__Task goal__
Across the listing below, state how many lines hold the string "false"; write nothing but that number.

─── Given information ───

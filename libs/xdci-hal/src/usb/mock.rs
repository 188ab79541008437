//! Reactive register file standing in for the controller in unit tests.
//!
//! Behaves enough like the silicon for the driver's bring-up and transfer paths: soft reset
//! and command ACTIVE bits self-clear, the halted bit follows run/stop, event count writes
//! acknowledge, and "host" helpers retire TRBs and post events into the driver's buffers.

use std::cell::{Cell, RefCell};
use std::collections::BTreeMap;
use std::vec::Vec;

use super::cmd::PollConfig;
use super::compat::RegisterBank;
use super::driver::XdciConfig;
use super::event::{encode_device_event, encode_ep_event, DeviceEventCode, EpEventType};
use super::trb::Trb;
use super::utra;

const MOCK_BASE: usize = 0x4800_0000;

fn no_delay(_us: u32) {}

/// Driver configuration with short poll budgets and no delays.
pub fn test_config() -> XdciConfig {
    XdciConfig {
        poll: PollConfig { interval_us: 1, max_attempts: 10, delay: no_delay },
        reset_poll: PollConfig { interval_us: 1, max_attempts: 10, delay: no_delay },
        ..Default::default()
    }
}

#[derive(Debug, Copy, Clone, PartialEq, Eq)]
pub struct CmdRecord {
    /// Physical endpoint, `None` for generic commands
    pub ep: Option<usize>,
    pub cmd: u32,
    pub params: [u32; 3],
}

pub struct MockXdci {
    regs: RefCell<BTreeMap<usize, u32>>,
    writes: RefCell<Vec<(usize, u32)>>,
    commands: RefCell<Vec<CmdRecord>>,
    epcmd_reads: Cell<usize>,
    dsts_reads: Cell<usize>,
    evt_producer: RefCell<[usize; 4]>,
    /// Leave ACTIVE set forever on every command
    pub stuck_commands: Cell<bool>,
    /// Complete every command with a nonzero status
    pub fail_commands: Cell<bool>,
    /// Ignore CSFTRST self-clear
    pub stuck_reset: Cell<bool>,
    /// Reported in DEPCMDPAR2 by GET_EP_STATE
    pub ep_state_word: Cell<u32>,
    /// Halted bit never settles to what run/stop asks for
    pub stuck_halt: Cell<bool>,
}

fn depcmd_index(offset: usize) -> Option<usize> {
    let base = utra::DEPCMD.offset();
    if offset >= base && offset < base + 32 * utra::DEP_STRIDE && (offset - base) % utra::DEP_STRIDE == 0 {
        Some((offset - base) / utra::DEP_STRIDE)
    } else {
        None
    }
}

fn gevntcount_index(offset: usize) -> Option<usize> {
    let base = utra::GEVNTCOUNT.offset();
    if offset >= base && offset < base + 4 * utra::GEVNT_STRIDE && (offset - base) % utra::GEVNT_STRIDE == 0 {
        Some((offset - base) / utra::GEVNT_STRIDE)
    } else {
        None
    }
}

impl MockXdci {
    pub fn new() -> Self {
        MockXdci {
            regs: RefCell::new(BTreeMap::new()),
            writes: RefCell::new(Vec::new()),
            commands: RefCell::new(Vec::new()),
            epcmd_reads: Cell::new(0),
            dsts_reads: Cell::new(0),
            evt_producer: RefCell::new([0; 4]),
            stuck_commands: Cell::new(false),
            fail_commands: Cell::new(false),
            stuck_reset: Cell::new(false),
            ep_state_word: Cell::new(0),
            stuck_halt: Cell::new(false),
        }
    }

    fn get(&self, offset: usize) -> u32 { self.regs.borrow().get(&offset).copied().unwrap_or(0) }

    fn set(&self, offset: usize, value: u32) { self.regs.borrow_mut().insert(offset, value); }

    /// Preload a register without it counting as a driver write.
    pub fn poke(&self, offset: usize, value: u32) { self.set(offset, value) }

    pub fn peek(&self, offset: usize) -> u32 { self.get(offset) }

    pub fn write_count(&self) -> usize { self.writes.borrow().len() }

    pub fn write_log(&self) -> Vec<(usize, u32)> { self.writes.borrow().clone() }

    pub fn writes_to(&self, offset: usize) -> Vec<u32> {
        self.writes.borrow().iter().filter(|(o, _)| *o == offset).map(|(_, v)| *v).collect()
    }

    pub fn commands(&self) -> Vec<CmdRecord> { self.commands.borrow().clone() }

    pub fn clear_log(&self) {
        self.writes.borrow_mut().clear();
        self.commands.borrow_mut().clear();
        self.epcmd_reads.set(0);
        self.dsts_reads.set(0);
    }

    pub fn epcmd_reads(&self) -> usize { self.epcmd_reads.get() }

    pub fn dsts_reads(&self) -> usize { self.dsts_reads.get() }

    /// Commands of type `cmd` issued on physical endpoint `ep`.
    pub fn count_ep_commands(&self, ep: usize, cmd: u32) -> usize {
        self.commands.borrow().iter().filter(|c| c.ep == Some(ep) && c.cmd & 0xF == cmd).count()
    }

    pub fn resource_index_for(&self, ep: usize) -> u32 { ep as u32 + 1 }

    /// TRB address handed over by the most recent START_XFER on `ep`.
    pub fn last_start_xfer(&self, ep: usize) -> Option<usize> {
        self.commands
            .borrow()
            .iter()
            .rev()
            .find(|c| c.ep == Some(ep) && c.cmd & 0xF == utra::DEPCMD_START_XFER)
            .map(|c| ((c.params[0] as u64) << 32 | c.params[1] as u64) as usize)
    }

    /// Mimic the DMA engine writing event entries into line `line`'s buffer.
    pub fn raise_events(&self, line: usize, words: &[u32]) {
        let lo = self.get(utra::GEVNTADRLO.at(line, utra::GEVNT_STRIDE).offset()) as u64;
        let hi = self.get(utra::GEVNTADRHI.at(line, utra::GEVNT_STRIDE).offset()) as u64;
        let addr = (hi << 32 | lo) as usize;
        let size = (self.get(utra::GEVNTSIZ.at(line, utra::GEVNT_STRIDE).offset()) & 0xFFFF) as usize;
        assert!(addr != 0 && size != 0, "event buffer {} not programmed", line);
        let mut producer = self.evt_producer.borrow_mut();
        for &w in words {
            unsafe { ((addr + producer[line]) as *mut u32).write_volatile(w) };
            producer[line] = (producer[line] + 4) % size;
        }
        let count = utra::GEVNTCOUNT.at(line, utra::GEVNT_STRIDE).offset();
        self.set(count, self.get(count) + 4 * words.len() as u32);
    }

    pub fn raise_device_event(&self, code: DeviceEventCode, info: u32) {
        self.raise_events(0, &[encode_device_event(code, info)]);
    }

    /// Retire the chain starting at `trb_addr` the way hardware would, leaving `remaining`
    /// untransferred bytes in the final TRB.
    pub fn retire_chain(&self, trb_addr: usize, remaining: u32, trbsts: u32) {
        let mut p = trb_addr as *mut u32;
        loop {
            unsafe {
                let ctrl = p.add(3).read_volatile();
                let chained = ctrl & (1 << 2) != 0;
                let size = p.add(2).read_volatile();
                let left = if chained { 0 } else { remaining };
                p.add(2).write_volatile((size & 0x0300_0000) | (trbsts & 0xF) << 28 | left);
                p.add(3).write_volatile(ctrl & !1);
                if !chained {
                    break;
                }
                p = p.add(4);
            }
        }
    }

    /// Host side of a control SETUP: fill the armed SETUP buffer, retire it, post the event.
    pub fn deliver_setup(&self, setup: [u8; 8]) {
        let trb = self.last_start_xfer(0).expect("no SETUP armed on EP0");
        let t = unsafe { &*(trb as *const Trb) };
        let buf = t.buffer() as usize as *mut u8;
        unsafe { core::ptr::copy_nonoverlapping(setup.as_ptr(), buf, 8) };
        self.retire_chain(trb, 0, 0);
        self.raise_events(0, &[encode_ep_event(0, EpEventType::XferComplete, 0, 0)]);
    }

    /// Host writes `data` into the OUT transfer armed on `ep` and the transfer completes.
    pub fn complete_out(&self, ep: usize, data: &[u8]) {
        let trb = self.last_start_xfer(ep).expect("no OUT transfer armed");
        let t = unsafe { &*(trb as *const Trb) };
        let requested = t.size().bufsiz();
        let buf = t.buffer() as usize as *mut u8;
        unsafe { core::ptr::copy_nonoverlapping(data.as_ptr(), buf, data.len()) };
        self.retire_chain(trb, requested.saturating_sub(data.len() as u32), 0);
        self.raise_events(0, &[encode_ep_event(ep, EpEventType::XferComplete, 0, 0)]);
    }

    /// Host consumed everything armed on `ep`.
    pub fn complete_in(&self, ep: usize) {
        let trb = self.last_start_xfer(ep).expect("no IN transfer armed");
        self.retire_chain(trb, 0, 0);
        self.raise_events(0, &[encode_ep_event(ep, EpEventType::XferComplete, 0, 0)]);
    }

    /// Bytes of the data stage currently armed on `ep`.
    pub fn armed_data(&self, ep: usize) -> Vec<u8> {
        let trb = self.last_start_xfer(ep).expect("nothing armed");
        let t = unsafe { &*(trb as *const Trb) };
        let len = t.size().bufsiz() as usize;
        let buf = t.buffer() as usize as *const u8;
        unsafe { core::slice::from_raw_parts(buf, len) }.to_vec()
    }

    pub fn armed_control_type(&self, ep: usize) -> Option<u32> {
        let trb = self.last_start_xfer(ep)?;
        let t = unsafe { &*(trb as *const Trb) };
        Some(t.ctrl().trbctl())
    }
}

impl RegisterBank for MockXdci {
    fn read32(&self, offset: usize) -> u32 {
        if offset == utra::DSTS.offset() {
            self.dsts_reads.set(self.dsts_reads.get() + 1);
            let running = self.get(utra::DCTL.offset()) & utra::DCTL_RUN_STOP.bits() != 0;
            let halted = running == self.stuck_halt.get();
            let dsts = self.get(offset) & !utra::DSTS_DEVCTRLHLT.bits();
            return if halted { dsts | utra::DSTS_DEVCTRLHLT.bits() } else { dsts };
        }
        if depcmd_index(offset).is_some() {
            self.epcmd_reads.set(self.epcmd_reads.get() + 1);
        }
        self.get(offset)
    }

    fn write32(&self, offset: usize, value: u32) {
        self.writes.borrow_mut().push((offset, value));

        if offset == utra::DCTL.offset() {
            let v = if self.stuck_reset.get() { value } else { value & !utra::DCTL_CSFTRST.bits() };
            self.set(offset, v);
        } else if let Some(ep) = depcmd_index(offset) {
            let params = [
                self.get(utra::DEPCMDPAR0.at(ep, utra::DEP_STRIDE).offset()),
                self.get(utra::DEPCMDPAR1.at(ep, utra::DEP_STRIDE).offset()),
                self.get(utra::DEPCMDPAR2.at(ep, utra::DEP_STRIDE).offset()),
            ];
            let cmd = value & !utra::DEPCMD_CMDACT.bits();
            self.commands.borrow_mut().push(CmdRecord { ep: Some(ep), cmd, params });
            if self.stuck_commands.get() {
                self.set(offset, value);
                return;
            }
            let mut done = value & !utra::DEPCMD_CMDACT.bits();
            if value & 0xF == utra::DEPCMD_GET_EP_STATE {
                self.set(utra::DEPCMDPAR2.at(ep, utra::DEP_STRIDE).offset(), self.ep_state_word.get());
            }
            if value & 0xF == utra::DEPCMD_START_XFER {
                done = (done & !utra::DEPCMD_PARAM.bits()) | self.resource_index_for(ep) << 16;
            }
            if self.fail_commands.get() {
                done |= 1 << utra::DEPCMD_CMDSTATUS.offset();
            }
            self.set(offset, done);
        } else if offset == utra::DGCMD.offset() {
            let param = self.get(utra::DGCMDPAR.offset());
            let cmd = value & !utra::DGCMD_CMDACT.bits();
            self.commands.borrow_mut().push(CmdRecord { ep: None, cmd, params: [param, 0, 0] });
            if self.stuck_commands.get() {
                self.set(offset, value);
                return;
            }
            let mut done = value & !utra::DGCMD_CMDACT.bits();
            if self.fail_commands.get() {
                done |= utra::DGCMD_CMDSTATUS.bits();
            }
            self.set(offset, done);
        } else if gevntcount_index(offset).is_some() {
            let current = self.get(offset);
            self.set(offset, current.saturating_sub(value & 0xFFFF));
        } else {
            self.set(offset, value);
        }
    }

    fn base(&self) -> usize { MOCK_BASE }
}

───

__Output__
4